### Work required
If a line in the listing below contains the word "Paris", count it, then please give only the number of such lines.

### Records for processing

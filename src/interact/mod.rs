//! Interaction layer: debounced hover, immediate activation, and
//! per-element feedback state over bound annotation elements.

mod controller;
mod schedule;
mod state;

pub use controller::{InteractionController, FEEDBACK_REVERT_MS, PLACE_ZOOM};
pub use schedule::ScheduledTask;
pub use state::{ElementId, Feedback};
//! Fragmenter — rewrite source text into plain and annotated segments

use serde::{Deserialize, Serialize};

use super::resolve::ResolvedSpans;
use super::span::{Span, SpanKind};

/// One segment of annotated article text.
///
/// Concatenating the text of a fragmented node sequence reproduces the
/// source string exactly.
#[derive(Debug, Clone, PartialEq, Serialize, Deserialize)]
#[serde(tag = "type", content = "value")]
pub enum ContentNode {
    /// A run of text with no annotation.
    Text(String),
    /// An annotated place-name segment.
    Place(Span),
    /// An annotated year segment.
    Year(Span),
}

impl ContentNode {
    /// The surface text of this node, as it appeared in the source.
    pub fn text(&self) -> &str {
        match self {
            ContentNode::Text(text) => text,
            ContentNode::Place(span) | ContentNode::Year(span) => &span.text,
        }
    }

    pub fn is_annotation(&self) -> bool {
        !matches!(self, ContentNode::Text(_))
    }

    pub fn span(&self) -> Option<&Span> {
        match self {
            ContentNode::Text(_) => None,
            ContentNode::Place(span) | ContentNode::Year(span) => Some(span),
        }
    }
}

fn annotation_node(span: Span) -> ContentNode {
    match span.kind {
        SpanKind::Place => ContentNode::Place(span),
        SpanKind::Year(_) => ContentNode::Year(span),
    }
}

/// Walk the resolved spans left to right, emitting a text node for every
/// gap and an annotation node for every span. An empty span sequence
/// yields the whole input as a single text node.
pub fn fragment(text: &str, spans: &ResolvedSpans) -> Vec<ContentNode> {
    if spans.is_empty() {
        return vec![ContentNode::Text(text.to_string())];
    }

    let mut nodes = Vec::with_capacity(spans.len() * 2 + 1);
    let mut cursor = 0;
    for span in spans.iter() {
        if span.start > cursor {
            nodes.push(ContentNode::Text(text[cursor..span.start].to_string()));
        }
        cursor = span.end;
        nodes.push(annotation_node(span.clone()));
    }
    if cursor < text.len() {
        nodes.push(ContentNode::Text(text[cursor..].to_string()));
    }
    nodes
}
--
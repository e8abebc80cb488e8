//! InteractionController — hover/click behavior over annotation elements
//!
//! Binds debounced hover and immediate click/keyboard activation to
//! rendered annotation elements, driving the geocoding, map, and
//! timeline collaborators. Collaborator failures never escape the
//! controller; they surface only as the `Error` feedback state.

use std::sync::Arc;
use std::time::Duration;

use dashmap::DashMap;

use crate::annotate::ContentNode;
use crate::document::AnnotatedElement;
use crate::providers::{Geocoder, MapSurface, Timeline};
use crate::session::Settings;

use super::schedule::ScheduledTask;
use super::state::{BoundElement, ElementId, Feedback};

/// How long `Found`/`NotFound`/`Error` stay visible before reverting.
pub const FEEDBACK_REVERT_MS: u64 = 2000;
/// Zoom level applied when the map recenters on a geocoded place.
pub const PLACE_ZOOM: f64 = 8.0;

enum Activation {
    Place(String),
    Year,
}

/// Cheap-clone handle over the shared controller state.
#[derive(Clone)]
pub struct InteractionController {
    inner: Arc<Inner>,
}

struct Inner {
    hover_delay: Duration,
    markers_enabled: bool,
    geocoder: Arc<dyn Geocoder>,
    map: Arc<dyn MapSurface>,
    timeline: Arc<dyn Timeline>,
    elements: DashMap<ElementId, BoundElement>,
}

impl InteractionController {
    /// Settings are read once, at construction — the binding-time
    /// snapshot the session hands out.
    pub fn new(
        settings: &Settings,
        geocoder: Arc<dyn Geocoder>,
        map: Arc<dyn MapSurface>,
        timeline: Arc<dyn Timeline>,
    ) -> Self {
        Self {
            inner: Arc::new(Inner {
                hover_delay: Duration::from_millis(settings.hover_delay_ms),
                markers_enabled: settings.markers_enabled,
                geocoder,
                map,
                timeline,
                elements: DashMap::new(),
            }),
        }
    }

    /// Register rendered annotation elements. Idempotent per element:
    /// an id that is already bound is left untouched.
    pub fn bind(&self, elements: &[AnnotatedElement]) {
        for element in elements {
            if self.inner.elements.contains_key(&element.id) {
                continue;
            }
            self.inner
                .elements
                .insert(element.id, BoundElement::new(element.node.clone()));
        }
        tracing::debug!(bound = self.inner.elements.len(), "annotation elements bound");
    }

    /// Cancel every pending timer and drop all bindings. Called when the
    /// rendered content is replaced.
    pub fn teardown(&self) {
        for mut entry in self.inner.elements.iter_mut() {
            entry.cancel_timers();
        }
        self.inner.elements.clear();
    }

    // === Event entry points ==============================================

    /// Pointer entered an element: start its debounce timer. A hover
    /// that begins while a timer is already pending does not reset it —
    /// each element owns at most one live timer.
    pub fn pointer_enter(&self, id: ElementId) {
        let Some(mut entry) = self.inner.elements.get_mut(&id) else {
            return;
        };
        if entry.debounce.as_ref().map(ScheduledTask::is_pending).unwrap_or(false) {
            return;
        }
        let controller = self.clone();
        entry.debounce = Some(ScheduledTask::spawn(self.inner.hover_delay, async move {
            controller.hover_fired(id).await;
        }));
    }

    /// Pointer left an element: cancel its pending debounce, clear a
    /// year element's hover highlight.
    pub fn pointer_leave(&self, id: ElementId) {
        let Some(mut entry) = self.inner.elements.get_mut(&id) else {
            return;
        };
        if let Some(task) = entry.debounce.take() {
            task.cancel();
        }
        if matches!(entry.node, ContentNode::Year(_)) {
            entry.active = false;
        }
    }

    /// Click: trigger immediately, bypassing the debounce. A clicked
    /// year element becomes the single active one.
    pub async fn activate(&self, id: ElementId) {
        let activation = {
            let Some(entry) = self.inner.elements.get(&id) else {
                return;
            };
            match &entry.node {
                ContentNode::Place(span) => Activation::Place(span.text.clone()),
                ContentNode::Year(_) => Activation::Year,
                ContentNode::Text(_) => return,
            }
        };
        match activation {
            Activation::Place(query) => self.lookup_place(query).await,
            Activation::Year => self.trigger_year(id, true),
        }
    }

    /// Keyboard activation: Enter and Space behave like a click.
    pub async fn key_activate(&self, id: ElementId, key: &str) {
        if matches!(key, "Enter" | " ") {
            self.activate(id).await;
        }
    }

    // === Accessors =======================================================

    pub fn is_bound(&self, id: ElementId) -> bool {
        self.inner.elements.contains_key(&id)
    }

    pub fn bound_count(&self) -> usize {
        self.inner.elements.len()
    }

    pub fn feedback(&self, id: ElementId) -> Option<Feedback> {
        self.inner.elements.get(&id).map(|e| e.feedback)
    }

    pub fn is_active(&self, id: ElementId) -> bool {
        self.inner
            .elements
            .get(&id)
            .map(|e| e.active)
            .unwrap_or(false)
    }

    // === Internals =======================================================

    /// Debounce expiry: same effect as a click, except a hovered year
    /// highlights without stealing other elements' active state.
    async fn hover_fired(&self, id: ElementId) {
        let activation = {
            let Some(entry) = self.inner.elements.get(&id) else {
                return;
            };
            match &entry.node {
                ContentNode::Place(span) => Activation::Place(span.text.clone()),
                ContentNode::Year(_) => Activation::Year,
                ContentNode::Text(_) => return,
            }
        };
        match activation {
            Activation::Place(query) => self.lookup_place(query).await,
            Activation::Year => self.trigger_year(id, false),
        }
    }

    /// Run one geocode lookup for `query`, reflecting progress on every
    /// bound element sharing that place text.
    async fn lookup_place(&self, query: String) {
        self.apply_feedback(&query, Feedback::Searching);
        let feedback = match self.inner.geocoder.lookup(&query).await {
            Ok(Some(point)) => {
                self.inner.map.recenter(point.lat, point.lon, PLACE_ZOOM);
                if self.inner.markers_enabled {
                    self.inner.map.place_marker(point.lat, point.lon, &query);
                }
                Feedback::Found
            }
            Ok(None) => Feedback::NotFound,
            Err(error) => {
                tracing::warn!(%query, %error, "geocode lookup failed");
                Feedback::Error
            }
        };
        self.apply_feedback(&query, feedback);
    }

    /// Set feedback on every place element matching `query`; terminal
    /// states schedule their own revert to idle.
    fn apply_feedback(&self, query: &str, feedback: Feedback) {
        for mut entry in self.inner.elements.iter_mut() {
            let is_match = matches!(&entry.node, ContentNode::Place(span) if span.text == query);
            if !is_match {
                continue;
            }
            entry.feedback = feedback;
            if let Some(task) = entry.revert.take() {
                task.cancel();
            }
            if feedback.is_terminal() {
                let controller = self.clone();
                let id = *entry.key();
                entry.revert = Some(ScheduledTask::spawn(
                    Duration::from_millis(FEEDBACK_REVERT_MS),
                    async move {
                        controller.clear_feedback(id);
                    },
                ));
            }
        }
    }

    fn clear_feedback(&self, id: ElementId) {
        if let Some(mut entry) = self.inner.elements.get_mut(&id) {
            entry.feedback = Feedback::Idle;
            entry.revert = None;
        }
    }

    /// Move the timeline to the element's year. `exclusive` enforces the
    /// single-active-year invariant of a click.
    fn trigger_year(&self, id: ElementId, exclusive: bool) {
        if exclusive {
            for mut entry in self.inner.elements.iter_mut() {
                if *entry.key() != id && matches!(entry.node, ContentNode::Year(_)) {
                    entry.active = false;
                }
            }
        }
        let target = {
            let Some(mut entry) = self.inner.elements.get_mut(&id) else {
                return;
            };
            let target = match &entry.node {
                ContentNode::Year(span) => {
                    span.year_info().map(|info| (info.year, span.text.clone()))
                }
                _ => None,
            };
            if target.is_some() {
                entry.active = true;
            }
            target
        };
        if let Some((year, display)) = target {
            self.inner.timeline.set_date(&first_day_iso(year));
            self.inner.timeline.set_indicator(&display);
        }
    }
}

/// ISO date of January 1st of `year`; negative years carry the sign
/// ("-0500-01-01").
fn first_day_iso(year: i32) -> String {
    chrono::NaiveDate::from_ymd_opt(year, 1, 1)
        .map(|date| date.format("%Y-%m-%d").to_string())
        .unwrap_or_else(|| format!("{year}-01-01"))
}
...
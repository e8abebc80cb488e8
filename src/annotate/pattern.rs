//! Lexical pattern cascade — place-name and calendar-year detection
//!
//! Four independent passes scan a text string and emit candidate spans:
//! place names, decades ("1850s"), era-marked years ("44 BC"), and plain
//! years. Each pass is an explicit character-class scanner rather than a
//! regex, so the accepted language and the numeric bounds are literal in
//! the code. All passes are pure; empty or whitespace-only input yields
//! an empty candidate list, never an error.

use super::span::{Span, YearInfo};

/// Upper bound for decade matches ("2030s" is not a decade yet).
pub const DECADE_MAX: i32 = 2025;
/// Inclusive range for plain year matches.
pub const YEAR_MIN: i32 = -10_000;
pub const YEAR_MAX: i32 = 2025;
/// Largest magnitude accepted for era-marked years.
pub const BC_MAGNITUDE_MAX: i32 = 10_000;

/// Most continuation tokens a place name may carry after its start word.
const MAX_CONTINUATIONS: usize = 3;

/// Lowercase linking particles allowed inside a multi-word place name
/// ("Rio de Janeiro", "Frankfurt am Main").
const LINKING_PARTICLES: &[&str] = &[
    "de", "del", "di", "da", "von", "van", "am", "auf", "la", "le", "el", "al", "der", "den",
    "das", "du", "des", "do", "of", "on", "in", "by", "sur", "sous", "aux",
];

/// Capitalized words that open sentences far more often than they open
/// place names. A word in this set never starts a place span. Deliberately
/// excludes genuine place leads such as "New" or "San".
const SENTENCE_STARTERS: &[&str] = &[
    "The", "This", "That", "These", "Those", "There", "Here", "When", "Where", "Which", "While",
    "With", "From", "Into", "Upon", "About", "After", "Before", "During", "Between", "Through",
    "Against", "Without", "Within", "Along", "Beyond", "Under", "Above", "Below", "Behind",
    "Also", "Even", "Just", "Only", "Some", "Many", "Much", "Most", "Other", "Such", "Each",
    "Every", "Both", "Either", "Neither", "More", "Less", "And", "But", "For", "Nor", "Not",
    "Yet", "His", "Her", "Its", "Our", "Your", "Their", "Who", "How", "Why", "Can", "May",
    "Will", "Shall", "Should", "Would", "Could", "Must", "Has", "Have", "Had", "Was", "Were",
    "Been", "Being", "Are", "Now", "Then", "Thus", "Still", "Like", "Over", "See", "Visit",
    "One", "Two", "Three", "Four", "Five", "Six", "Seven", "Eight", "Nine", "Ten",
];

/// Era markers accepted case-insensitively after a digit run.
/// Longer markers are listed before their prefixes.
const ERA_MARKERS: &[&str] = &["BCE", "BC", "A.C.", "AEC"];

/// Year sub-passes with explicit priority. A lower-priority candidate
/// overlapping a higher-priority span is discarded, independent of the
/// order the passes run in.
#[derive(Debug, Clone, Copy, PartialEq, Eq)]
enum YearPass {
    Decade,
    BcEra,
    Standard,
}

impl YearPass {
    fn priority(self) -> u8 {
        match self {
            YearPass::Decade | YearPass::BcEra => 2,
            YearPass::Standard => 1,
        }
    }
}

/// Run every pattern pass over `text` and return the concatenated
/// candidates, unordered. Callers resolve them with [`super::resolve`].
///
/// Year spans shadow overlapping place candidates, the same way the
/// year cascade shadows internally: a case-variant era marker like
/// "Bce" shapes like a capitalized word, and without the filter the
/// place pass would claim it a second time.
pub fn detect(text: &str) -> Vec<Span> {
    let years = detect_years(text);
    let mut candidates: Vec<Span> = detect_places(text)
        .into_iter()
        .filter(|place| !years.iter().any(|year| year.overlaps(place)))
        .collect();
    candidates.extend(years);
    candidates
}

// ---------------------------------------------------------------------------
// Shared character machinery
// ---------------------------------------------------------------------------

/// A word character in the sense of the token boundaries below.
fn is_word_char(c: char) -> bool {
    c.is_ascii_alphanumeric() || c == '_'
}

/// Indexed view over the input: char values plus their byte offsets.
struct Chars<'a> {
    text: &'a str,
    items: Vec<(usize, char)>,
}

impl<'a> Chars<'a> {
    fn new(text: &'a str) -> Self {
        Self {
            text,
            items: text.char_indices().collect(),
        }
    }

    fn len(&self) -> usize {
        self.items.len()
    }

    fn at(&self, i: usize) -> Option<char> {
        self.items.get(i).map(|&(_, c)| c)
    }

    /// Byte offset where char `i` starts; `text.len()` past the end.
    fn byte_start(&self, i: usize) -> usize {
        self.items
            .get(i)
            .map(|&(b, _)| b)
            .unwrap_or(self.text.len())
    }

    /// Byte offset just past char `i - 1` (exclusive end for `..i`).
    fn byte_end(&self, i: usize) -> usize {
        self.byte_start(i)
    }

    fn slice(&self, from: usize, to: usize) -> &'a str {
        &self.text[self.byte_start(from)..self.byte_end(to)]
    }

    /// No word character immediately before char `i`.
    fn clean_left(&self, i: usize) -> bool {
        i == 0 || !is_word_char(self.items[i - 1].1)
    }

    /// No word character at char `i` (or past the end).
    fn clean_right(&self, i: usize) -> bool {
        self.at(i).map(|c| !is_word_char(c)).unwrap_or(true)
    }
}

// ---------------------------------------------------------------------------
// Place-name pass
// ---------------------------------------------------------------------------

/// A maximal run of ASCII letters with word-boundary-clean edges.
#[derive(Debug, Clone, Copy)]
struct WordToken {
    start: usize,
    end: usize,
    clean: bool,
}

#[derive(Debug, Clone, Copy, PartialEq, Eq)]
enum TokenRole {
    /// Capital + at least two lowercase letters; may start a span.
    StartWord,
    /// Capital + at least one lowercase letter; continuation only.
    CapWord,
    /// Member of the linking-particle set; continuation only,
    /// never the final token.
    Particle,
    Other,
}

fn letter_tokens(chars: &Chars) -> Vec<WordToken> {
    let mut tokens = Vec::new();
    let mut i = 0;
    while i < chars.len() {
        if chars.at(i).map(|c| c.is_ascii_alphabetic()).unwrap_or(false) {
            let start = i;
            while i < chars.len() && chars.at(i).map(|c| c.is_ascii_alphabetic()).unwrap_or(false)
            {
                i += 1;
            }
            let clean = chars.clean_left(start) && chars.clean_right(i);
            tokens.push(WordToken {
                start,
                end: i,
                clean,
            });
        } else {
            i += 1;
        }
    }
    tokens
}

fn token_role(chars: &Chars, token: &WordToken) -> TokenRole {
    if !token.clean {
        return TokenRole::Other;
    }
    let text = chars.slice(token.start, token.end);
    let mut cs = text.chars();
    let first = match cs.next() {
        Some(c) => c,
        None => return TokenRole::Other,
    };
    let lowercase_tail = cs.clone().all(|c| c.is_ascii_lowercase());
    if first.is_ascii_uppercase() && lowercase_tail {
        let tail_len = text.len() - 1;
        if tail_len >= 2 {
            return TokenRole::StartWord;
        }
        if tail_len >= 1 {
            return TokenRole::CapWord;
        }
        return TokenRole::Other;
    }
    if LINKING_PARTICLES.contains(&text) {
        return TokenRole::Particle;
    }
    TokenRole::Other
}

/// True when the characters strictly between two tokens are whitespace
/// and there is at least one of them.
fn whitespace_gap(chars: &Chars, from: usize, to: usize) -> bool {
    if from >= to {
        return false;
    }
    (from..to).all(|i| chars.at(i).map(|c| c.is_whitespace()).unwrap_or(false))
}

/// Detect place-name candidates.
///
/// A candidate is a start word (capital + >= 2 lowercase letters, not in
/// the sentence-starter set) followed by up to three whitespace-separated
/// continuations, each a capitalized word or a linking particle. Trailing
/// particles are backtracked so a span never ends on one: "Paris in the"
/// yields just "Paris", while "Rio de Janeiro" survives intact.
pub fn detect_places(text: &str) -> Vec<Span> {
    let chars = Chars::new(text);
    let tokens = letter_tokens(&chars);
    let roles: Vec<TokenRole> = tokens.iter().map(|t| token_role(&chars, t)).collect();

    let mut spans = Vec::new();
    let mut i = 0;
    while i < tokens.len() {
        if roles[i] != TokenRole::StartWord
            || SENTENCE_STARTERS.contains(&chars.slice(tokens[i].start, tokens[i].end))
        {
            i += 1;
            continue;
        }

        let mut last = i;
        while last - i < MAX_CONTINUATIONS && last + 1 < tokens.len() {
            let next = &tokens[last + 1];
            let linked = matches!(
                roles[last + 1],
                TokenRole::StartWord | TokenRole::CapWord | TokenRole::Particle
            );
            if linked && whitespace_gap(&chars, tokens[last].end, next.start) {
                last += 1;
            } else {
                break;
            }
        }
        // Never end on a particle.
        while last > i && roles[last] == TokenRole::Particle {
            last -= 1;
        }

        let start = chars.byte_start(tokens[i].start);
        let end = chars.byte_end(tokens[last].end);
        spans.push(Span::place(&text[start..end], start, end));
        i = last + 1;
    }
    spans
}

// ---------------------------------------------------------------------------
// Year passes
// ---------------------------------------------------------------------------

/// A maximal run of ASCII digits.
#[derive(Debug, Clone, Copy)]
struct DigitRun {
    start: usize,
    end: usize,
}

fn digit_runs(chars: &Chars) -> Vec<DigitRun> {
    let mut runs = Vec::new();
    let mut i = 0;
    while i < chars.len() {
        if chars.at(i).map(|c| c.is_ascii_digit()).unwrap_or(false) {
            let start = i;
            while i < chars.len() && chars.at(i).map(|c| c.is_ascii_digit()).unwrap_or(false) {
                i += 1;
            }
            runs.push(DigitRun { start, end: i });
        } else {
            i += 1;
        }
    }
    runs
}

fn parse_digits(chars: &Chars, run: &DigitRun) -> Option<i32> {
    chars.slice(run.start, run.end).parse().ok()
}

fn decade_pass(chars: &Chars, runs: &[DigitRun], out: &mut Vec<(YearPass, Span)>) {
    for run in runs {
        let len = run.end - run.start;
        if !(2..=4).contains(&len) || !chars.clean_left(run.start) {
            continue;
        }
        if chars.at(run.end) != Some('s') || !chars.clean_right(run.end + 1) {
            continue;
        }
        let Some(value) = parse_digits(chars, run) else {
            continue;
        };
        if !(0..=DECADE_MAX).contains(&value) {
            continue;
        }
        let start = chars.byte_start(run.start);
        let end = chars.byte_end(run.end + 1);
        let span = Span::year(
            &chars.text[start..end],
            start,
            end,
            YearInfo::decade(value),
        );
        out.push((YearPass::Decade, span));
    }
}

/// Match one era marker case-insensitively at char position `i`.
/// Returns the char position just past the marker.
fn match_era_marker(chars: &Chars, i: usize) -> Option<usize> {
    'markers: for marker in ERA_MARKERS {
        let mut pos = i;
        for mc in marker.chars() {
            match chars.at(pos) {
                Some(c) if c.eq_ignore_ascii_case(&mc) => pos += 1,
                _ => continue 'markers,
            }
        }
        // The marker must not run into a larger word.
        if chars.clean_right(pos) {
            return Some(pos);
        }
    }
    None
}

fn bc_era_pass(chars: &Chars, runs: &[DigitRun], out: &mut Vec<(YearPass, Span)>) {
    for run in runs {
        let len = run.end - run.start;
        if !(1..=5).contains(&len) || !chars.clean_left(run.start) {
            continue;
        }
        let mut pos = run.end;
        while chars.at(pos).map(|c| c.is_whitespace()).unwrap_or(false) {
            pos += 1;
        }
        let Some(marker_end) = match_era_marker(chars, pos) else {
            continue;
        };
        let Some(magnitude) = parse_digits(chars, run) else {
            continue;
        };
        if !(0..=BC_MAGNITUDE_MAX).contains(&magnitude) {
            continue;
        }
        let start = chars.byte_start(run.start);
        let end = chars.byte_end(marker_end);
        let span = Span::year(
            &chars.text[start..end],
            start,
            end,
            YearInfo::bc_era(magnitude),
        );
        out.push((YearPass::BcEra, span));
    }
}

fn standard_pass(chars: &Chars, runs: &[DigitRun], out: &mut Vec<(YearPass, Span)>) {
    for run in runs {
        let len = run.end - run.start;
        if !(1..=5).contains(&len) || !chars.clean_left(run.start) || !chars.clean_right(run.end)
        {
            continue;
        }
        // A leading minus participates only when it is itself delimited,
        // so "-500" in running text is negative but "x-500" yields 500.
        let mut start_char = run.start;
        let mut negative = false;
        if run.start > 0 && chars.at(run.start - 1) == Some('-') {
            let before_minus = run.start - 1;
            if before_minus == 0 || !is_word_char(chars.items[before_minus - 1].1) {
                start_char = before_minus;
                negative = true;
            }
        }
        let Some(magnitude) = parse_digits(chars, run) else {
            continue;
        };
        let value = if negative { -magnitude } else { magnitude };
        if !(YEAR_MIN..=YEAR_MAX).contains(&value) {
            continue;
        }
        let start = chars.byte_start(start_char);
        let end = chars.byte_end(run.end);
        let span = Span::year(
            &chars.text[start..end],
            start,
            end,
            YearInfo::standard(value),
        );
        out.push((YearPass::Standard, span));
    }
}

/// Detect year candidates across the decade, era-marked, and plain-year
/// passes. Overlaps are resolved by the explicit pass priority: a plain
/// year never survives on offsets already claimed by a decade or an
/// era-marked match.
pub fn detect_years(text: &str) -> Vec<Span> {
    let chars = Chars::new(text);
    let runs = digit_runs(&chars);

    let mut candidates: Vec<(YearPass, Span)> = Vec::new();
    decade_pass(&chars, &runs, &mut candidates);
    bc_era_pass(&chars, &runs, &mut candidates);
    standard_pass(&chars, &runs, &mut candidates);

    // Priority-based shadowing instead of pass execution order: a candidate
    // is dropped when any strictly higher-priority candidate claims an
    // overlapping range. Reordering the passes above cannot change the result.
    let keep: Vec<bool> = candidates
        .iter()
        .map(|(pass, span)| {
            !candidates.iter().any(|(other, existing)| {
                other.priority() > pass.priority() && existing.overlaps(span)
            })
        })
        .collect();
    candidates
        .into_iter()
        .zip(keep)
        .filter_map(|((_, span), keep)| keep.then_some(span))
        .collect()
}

### Task answer
2